O despertar francês
Os liberais fazem troça dos jovens estranhamente preocupados com a aposentadoria. Eles não se dão conta que tamanha angústia tem valor de requisitório contra as políticas que eles vêm conduzindo nos últimos 30 anos, e que desembocam neste futuro sem esperançaSerge Halimi
Havia 40 anos que a França não era palco de tamanhas manifestações. A personalidade do presidente Nicolas Sarkozy, a sua arrogância, sua preocupação em esmagar o “adversário” fizeram com que uma frente muito ampla se formasse contra ele. Mas, por si só, os caprichos de um homem não engendram eventos e multidões dessa magnitude. Estes se opõem a uma escolha de civilização que foi feita, tendo como pretexto a crise financeira, por governos europeus cuja paleta partidária vai da direita sem complexos à esquerda que capitula.
Na Itália, Silvio Berlusconi não fez nem melhor nem pior que os socialistas George Papandreou, na Grécia, e José Luis Zapatero, na Espanha. Eles também estão colocando em risco os serviços públicos e a seguridade social. Para agradar a agências de notação, todos eles pretendem fazer com que os assalariados arquem com os custos que resultaram para o seu país da pilhagem perpetrada pelos bancos. Estes últimos, em contrapartida, seguem enriquecendo, preservados de toda obrigação de se mostrarem “corajosos” e solidários para com as gerações futuras.

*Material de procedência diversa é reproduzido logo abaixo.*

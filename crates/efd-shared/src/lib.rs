//! Shared types for the EFD force-actuator poller.
//!
//! Everything here is pure: field values, samples, the batch buffer,
//! InfluxQL query building and InfluxDB response decoding. I/O lives in
//! `efdpolld`.

pub mod batch;
pub mod error;
pub mod influx;
pub mod query;
pub mod sample;

pub use batch::BatchBuffer;
pub use error::EfdError;
pub use influx::{QueryResponse, ResultTable};
pub use query::{LatestSampleQuery, QueryWindow};
pub use sample::{FieldValue, Sample, StreamFields};
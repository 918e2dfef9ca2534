//! Error types for the EFD poller.

use thiserror::Error;

#[derive(Error, Debug)]
pub enum EfdError {
    #[error("Transport error: {0}")]
    Transport(String),

    #[error("HTTP {status} from EFD: {body}")]
    Http { status: u16, body: String },

    #[error("Query error: {0}")]
    Query(String),

    #[error("Decode error: {0}")]
    Decode(String),

    #[error("Column '{0}' missing from query result")]
    MissingColumn(String),

    #[error("Column '{column}' holds a non-numeric value: {value}")]
    NonNumeric { column: String, value: String },

    #[error("Credential lookup failed: {0}")]
    Credentials(String),

    #[error("Invalid query window '{0}'")]
    InvalidWindow(String),

    #[error("Batch size must be at least 1")]
    InvalidBatchSize,
}

impl From<serde_json::Error> for EfdError {
    fn from(e: serde_json::Error) -> Self {
        EfdError::Decode(e.to_string())
    }
}

#[cfg(test)]
mod tests {
    use super::*;

    #[test]
    fn test_json_error_maps_to_decode() {
        let err = serde_json::from_str::<serde_json::Value>("{").unwrap_err();
        assert!(matches!(EfdError::from(err), EfdError::Decode(_)));
    }

    #[test]
    fn test_non_numeric_message() {
        let err = EfdError::NonNumeric {
            column: "private_sndStamp".to_string(),
            value: "\"a, b\"".to_string(),
        };
        assert_eq!(
            err.to_string(),
            "Column 'private_sndStamp' holds a non-numeric value: \"a, b\""
        );
    }
}
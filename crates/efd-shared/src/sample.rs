//! Samples captured by one polling iteration.
//!
//! A field is either present (`Some(FieldValue)`) or missing (`None`).
//! Missing fields only become the text `nan` when a log line is rendered,
//! so a genuine NaN coming out of the EFD stays distinguishable in memory.

use std::fmt;

/// EFD column holding the sender (CSC) timestamp
pub const SND_STAMP_COLUMN: &str = "private_sndStamp";

/// EFD column holding the message sequence number
pub const SEQ_NUM_COLUMN: &str = "private_seqNum";

/// EFD column holding the Kafka broker timestamp
pub const KAFKA_STAMP_COLUMN: &str = "private_kafkaStamp";

/// EFD column holding the receipt timestamp
pub const RCV_STAMP_COLUMN: &str = "private_rcvStamp";

/// Text written for a missing field
pub const MISSING_TEXT: &str = "nan";

/// Separator between fields of a log line
pub const FIELD_SEPARATOR: &str = ", ";

/// A single value read from an EFD column.
#[derive(Debug, Clone, PartialEq)]
pub enum FieldValue {
    Integer(i64),
    Float(f64),
}

impl fmt::Display for FieldValue {
    fn fmt(&self, f: &mut fmt::Formatter<'_>) -> fmt::Result {
        match self {
            FieldValue::Integer(v) => write!(f, "{}", v),
            FieldValue::Float(v) => f.write_str(&format_float(*v)),
        }
    }
}

impl From<i64> for FieldValue {
    fn from(v: i64) -> Self {
        FieldValue::Integer(v)
    }
}

impl From<f64> for FieldValue {
    fn from(v: f64) -> Self {
        FieldValue::Float(v)
    }
}

/// Format a float so it always reads as a float: `1.0` rather than `1`,
/// `nan`/`inf` for non-finite values, `1e+20` style exponents.
pub fn format_float(v: f64) -> String {
    if v.is_nan() {
        return "nan".to_string();
    }
    if v.is_infinite() {
        return if v > 0.0 { "inf" } else { "-inf" }.to_string();
    }

    let repr = format!("{:?}", v);
    match repr.split_once('e') {
        Some((mantissa, exp)) => {
            let (sign, digits) = match exp.strip_prefix('-') {
                Some(d) => ('-', d),
                None => ('+', exp),
            };
            format!("{}e{}{:0>2}", mantissa, sign, digits)
        }
        None => repr,
    }
}

/// Render an optional field, using `nan` for missing.
pub fn render_field(field: &Option<FieldValue>) -> String {
    match field {
        Some(v) => v.to_string(),
        None => MISSING_TEXT.to_string(),
    }
}

/// The four stream fields in their fixed log order:
/// sender timestamp, sequence number, broker timestamp, receipt timestamp.
#[derive(Debug, Clone, Default, PartialEq)]
pub struct StreamFields {
    pub sender_timestamp: Option<FieldValue>,
    pub sequence_number: Option<FieldValue>,
    pub broker_timestamp: Option<FieldValue>,
    pub receipt_timestamp: Option<FieldValue>,
}

impl StreamFields {
    /// All four fields missing (query returned no rows)
    pub fn missing() -> Self {
        Self::default()
    }

    pub fn new(
        sender_timestamp: FieldValue,
        sequence_number: FieldValue,
        broker_timestamp: FieldValue,
        receipt_timestamp: FieldValue,
    ) -> Self {
        Self {
            sender_timestamp: Some(sender_timestamp),
            sequence_number: Some(sequence_number),
            broker_timestamp: Some(broker_timestamp),
            receipt_timestamp: Some(receipt_timestamp),
        }
    }

    /// EFD column names in log order
    pub fn columns() -> [&'static str; 4] {
        [
            SND_STAMP_COLUMN,
            SEQ_NUM_COLUMN,
            KAFKA_STAMP_COLUMN,
            RCV_STAMP_COLUMN,
        ]
    }

    pub fn is_missing(&self) -> bool {
        self.as_array().iter().all(|f| f.is_none())
    }

    pub fn as_array(&self) -> [&Option<FieldValue>; 4] {
        [
            &self.sender_timestamp,
            &self.sequence_number,
            &self.broker_timestamp,
            &self.receipt_timestamp,
        ]
    }

    /// Fields joined with ", ", missing ones as `nan`
    pub fn render(&self) -> String {
        self.as_array()
            .iter()
            .map(|f| render_field(f))
            .collect::<Vec<_>>()
            .join(FIELD_SEPARATOR)
    }
}

/// One polling iteration: when the query went out, when it came back,
/// and what it returned.
#[derive(Debug, Clone, PartialEq)]
pub struct Sample {
    /// Seconds since the Unix epoch, captured before issuing the query
    pub query_issued_at: f64,
    /// Seconds since the Unix epoch, captured after the response arrived
    pub query_completed_at: f64,
    pub fields: StreamFields,
}

impl Sample {
    pub fn new(query_issued_at: f64, query_completed_at: f64, fields: StreamFields) -> Self {
        Self {
            query_issued_at,
            query_completed_at,
            fields,
        }
    }

    /// Round-trip query latency in seconds
    pub fn latency(&self) -> f64 {
        self.query_completed_at - self.query_issued_at
    }

    /// `issued, completed, snd, seq, kafka, rcv` (no trailing newline)
    pub fn to_log_line(&self) -> String {
        format!(
            "{}{}{}{}{}",
            format_float(self.query_issued_at),
            FIELD_SEPARATOR,
            format_float(self.query_completed_at),
            FIELD_SEPARATOR,
            self.fields.render()
        )
    }
}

Não é a “rua” que se põe em movimento, mas sim o povo francês que volta à cena. Por mais legítimos que sejam os governantes, eles não teriam como se opor ao seu protesto. A Assembleia Nacional foi eleita na esteira de uma campanha presidencial durante a qual Nicolas Sarkozy dissimulou suas intenções relativas a uma reforma da previdência, que seria posteriormente apresentada como o “fato marcante” do seu quinquênio. “O direito à aposentadoria aos 60 anos deve permanecer”, proclamara, quatro meses antes de ser eleito. Um ano mais tarde, referindo-se à eventual supressão desse direito, o novo presidente da República insistiu: “Eu não farei isso. Este é um compromisso que assumi perante os franceses. Portanto, não tenho mandato para fazer isso. E vocês sabem, essas coisas contam para mim”. Já governados por um tratado constitucional europeu, que eles rejeitaram maciçamente por referendo, e que os eleitos da direita (ajudados por alguns socialistas) impuseram pela via parlamentar, os franceses também estão se manifestando contra o autoritarismo desdenhoso do poder.
Os jovens entenderam o que espera por eles. À medida que o capitalismo vai gerando crises sucessivas, ele endurece a sua lógica. Para que se mantenha de pé, a sociedade deve submeter-se a maiores provações: avaliações permanentes, concorrência entre os assalariados, cansaço no trabalho. A mais recente atualização do relatório Attali recomenda, daqui para a frente, o congelamento do salário dos funcionários públicos até 2013, a transferência para os doentes de uma parte dos encargos financeiros acarretados por internações de longa duração (câncer, diabetes), o aumento da taxa da TVA (imposto sobre bens e serviços); tudo isso, obviamente, mantendo o “escudo fiscal”. “Nós temos pela frente dez anos de rigor”, prometeu com solicitude o antigo conselheiro especial de François Mitterrand1 que, na certa, será poupado de tal rigor.
Em 7 de outubro passado, um manifestante colegial explicou o sentido do seu movimento: “No começo, nós temos a formação: é a escola. Depois, trabalhamos: é mais difícil. E, finalmente, vem a aposentadoria: a recompensa. Se nos retirarem a recompensa, o que nos restará?”. Os liberais fazem troça desses jovens estranhamente preocupados com a aposentadoria. Eles não se dão conta que tamanha angústia tem valor de requisitório contra as políticas que eles vêm conduzindo nos últimos 30 anos, e que desembocam neste futuro sem esperança. Os cortejos e as greves constituem o melhor meio para inverter tal destino.
Serge Halimi é o diretor de redação de Le Monde Diplomatique (França).